Researchers release open source code for powerful image detection algorithm
A UCLA Engineering research group has made public the computer code for an algorithm that helps computers process images at high speeds and "see" them in ways that human eyes cannot. The researchers say the code could eventually be used in face, fingerprint and iris recognition for high-tech security, as well as in self-driving cars' navigation systems or for inspecting industrial products.
The algorithm performs a mathematical operation that identifies objects' edges and then detects and extracts their features. It also can enhance images and recognize objects' textures.
The algorithm was developed by a group led by Bahram Jalali, a UCLA professor of electrical engineering and holder of the Northrop-Grumman Chair in Optoelectronics, and senior researcher Mohammad Asghari.
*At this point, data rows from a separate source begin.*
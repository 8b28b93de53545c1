//! Variable storage for the tag manager
//!
//! Segments read variables through the [`VariableLookup`] trait. The
//! [`VariableStore`] implementation keeps declared variables in a concurrent
//! map; each one holds either a plain value set by the host, nothing yet, or
//! a provider closure that computes the value on demand (cookie readers, URL
//! parsers and DOM reads live behind such providers).

use dashmap::DashMap;
use std::sync::Arc;
use thiserror::Error;
use tm_core::{Event, FieldValue};
use tracing::{debug, instrument, trace};

/// Errors raised by variable lookups
#[derive(Debug, Clone, Error)]
pub enum VariableError {
    #[error("variable not declared: {0}")]
    NotFound(String),

    #[error("variable provider failed for {name}: {message}")]
    Provider { name: String, message: String },
}

/// Result type for variable lookups
pub type VariableResult<T> = Result<T, VariableError>;

/// Provider closure computing a variable from the current event (if any)
///
/// Returning `Ok(None)` yields `undefined`.
pub type VariableProvider =
    Arc<dyn Fn(Option<&Event>) -> Result<Option<serde_json::Value>, String> + Send + Sync>;

/// Variable lookup collaborator
pub trait VariableLookup: Send + Sync {
    /// Resolve a variable by name
    ///
    /// An error means the reference could not be resolved at all; a declared
    /// variable without a value resolves to [`FieldValue::Undefined`].
    fn resolve(&self, name: &str, event: Option<&Event>) -> VariableResult<FieldValue>;
}

#[derive(Clone)]
enum VariableEntry {
    Unset,
    Value(serde_json::Value),
    Provider(VariableProvider),
}

/// The variable store tracks declared variables
pub struct VariableStore {
    variables: DashMap<String, VariableEntry>,
}

impl VariableStore {
    /// Create an empty store
    pub fn new() -> Self {
        Self {
            variables: DashMap::new(),
        }
    }

    /// Declare a variable without a value
    ///
    /// Already declared variables keep their current value.
    pub fn declare(&self, name: impl Into<String>) {
        self.variables.entry(name.into()).or_insert(VariableEntry::Unset);
    }

    /// Set (and declare) a variable
    #[instrument(skip(self, name, value), fields(name = %name.as_ref()))]
    pub fn set(&self, name: impl AsRef<str>, value: serde_json::Value) {
        debug!("Setting variable");
        self.variables
            .insert(name.as_ref().to_string(), VariableEntry::Value(value));
    }

    /// Register a provider for a variable
    pub fn set_provider<F>(&self, name: impl Into<String>, provider: F)
    where
        F: Fn(Option<&Event>) -> Result<Option<serde_json::Value>, String> + Send + Sync + 'static,
    {
        let name = name.into();
        debug!(name = %name, "Registering variable provider");
        self.variables
            .insert(name, VariableEntry::Provider(Arc::new(provider)));
    }

    /// Clear a variable's value, keeping it declared
    pub fn unset(&self, name: &str) {
        if let Some(mut entry) = self.variables.get_mut(name) {
            *entry = VariableEntry::Unset;
        }
    }

    /// Remove a variable entirely
    pub fn remove(&self, name: &str) -> bool {
        self.variables.remove(name).is_some()
    }

    /// Check whether a variable is declared
    pub fn contains(&self, name: &str) -> bool {
        self.variables.contains_key(name)
    }

    /// Number of declared variables
    pub fn len(&self) -> usize {
        self.variables.len()
    }

    /// Whether no variables are declared
    pub fn is_empty(&self) -> bool {
        self.variables.is_empty()
    }
}

impl Default for VariableStore {
    fn default() -> Self {
        Self::new()
    }
}

impl VariableLookup for VariableStore {
    fn resolve(&self, name: &str, event: Option<&Event>) -> VariableResult<FieldValue> {
        // Clone the entry so the map shard is not locked while a provider runs
        let entry = self
            .variables
            .get(name)
            .map(|e| e.value().clone())
            .ok_or_else(|| VariableError::NotFound(name.to_string()))?;

        let value = match entry {
            VariableEntry::Unset => FieldValue::Undefined,
            VariableEntry::Value(v) => FieldValue::from_json(&v),
            VariableEntry::Provider(provider) => match provider(event) {
                Ok(Some(v)) => FieldValue::from_json(&v),
                Ok(None) => FieldValue::Undefined,
                Err(message) => {
                    return Err(VariableError::Provider {
                        name: name.to_string(),
                        message,
                    })
                }
            },
        };

        trace!(name, ?value, "Resolved variable");
        Ok(value)
    }
}

/// Thread-safe wrapper for VariableStore
pub type SharedVariableStore = Arc<VariableStore>;

#[cfg(test)]
mod tests {
    use super::*;
    use serde_json::json;
    use tm_core::EventCategory;

    #[test]
    fn test_undeclared_variable_is_error() {
        let store = VariableStore::new();
        assert!(matches!(
            store.resolve("missing", None),
            Err(VariableError::NotFound(_))
        ));
    }

    #[test]
    fn test_declared_without_value_is_undefined() {
        let store = VariableStore::new();
        store.declare("user_id");
        assert_eq!(store.resolve("user_id", None).unwrap(), FieldValue::Undefined);

        store.set("user_id", json!("u-1"));
        store.declare("user_id");
        assert_eq!(
            store.resolve("user_id", None).unwrap(),
            FieldValue::Text("u-1".to_string())
        );

        store.unset("user_id");
        assert_eq!(store.resolve("user_id", None).unwrap(), FieldValue::Undefined);
    }

    #[test]
    fn test_set_and_resolve_number() {
        let store = VariableStore::new();
        store.set("cart_total", json!(99.5));
        assert_eq!(
            store.resolve("cart_total", None).unwrap(),
            FieldValue::Number(99.5)
        );
        assert_eq!(store.len(), 1);
        assert!(store.remove("cart_total"));
        assert!(store.is_empty());
    }

    #[test]
    fn test_provider_sees_event() {
        let store = VariableStore::new();
        store.set_provider("event_category", |event| {
            Ok(event.map(|e| json!(e.category.as_str())))
        });

        let event = Event::empty(EventCategory::DomReady);
        assert_eq!(
            store.resolve("event_category", Some(&event)).unwrap(),
            FieldValue::Text("dom_ready".to_string())
        );
        assert_eq!(
            store.resolve("event_category", None).unwrap(),
            FieldValue::Undefined
        );
    }

    #[test]
    fn test_provider_failure() {
        let store = VariableStore::new();
        store.set_provider("cookie", |_| Err("cookies disabled".to_string()));
        assert!(matches!(
            store.resolve("cookie", None),
            Err(VariableError::Provider { .. })
        ));
    }
}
It is available for free download on two open source platforms, Github and Matlab File Exchange. Making it available as open source code will allow researchers to work together to study, use and improve the algorithm, and to freely modify and distribute it. It also will enable users to incorporate the technology into computer vision and pattern recognition applications and other image-processing applications.
The Phase Stretch Transform algorithm, as it is known, is a physics-inspired computational approach to processing images and information. The algorithm grew out of UCLA research on a technique called photonic time stretch, which has been used for ultrafast imaging and detecting cancer cells in blood.
The algorithm also helps computers see features of objects that aren't visible using standard imaging techniques. For example, it might be used to detect an LED lamp's internal structure, which—using conventional techniques—would be obscured by the brightness of its light, and it can see distant stars that would normally be invisible in astronomical images.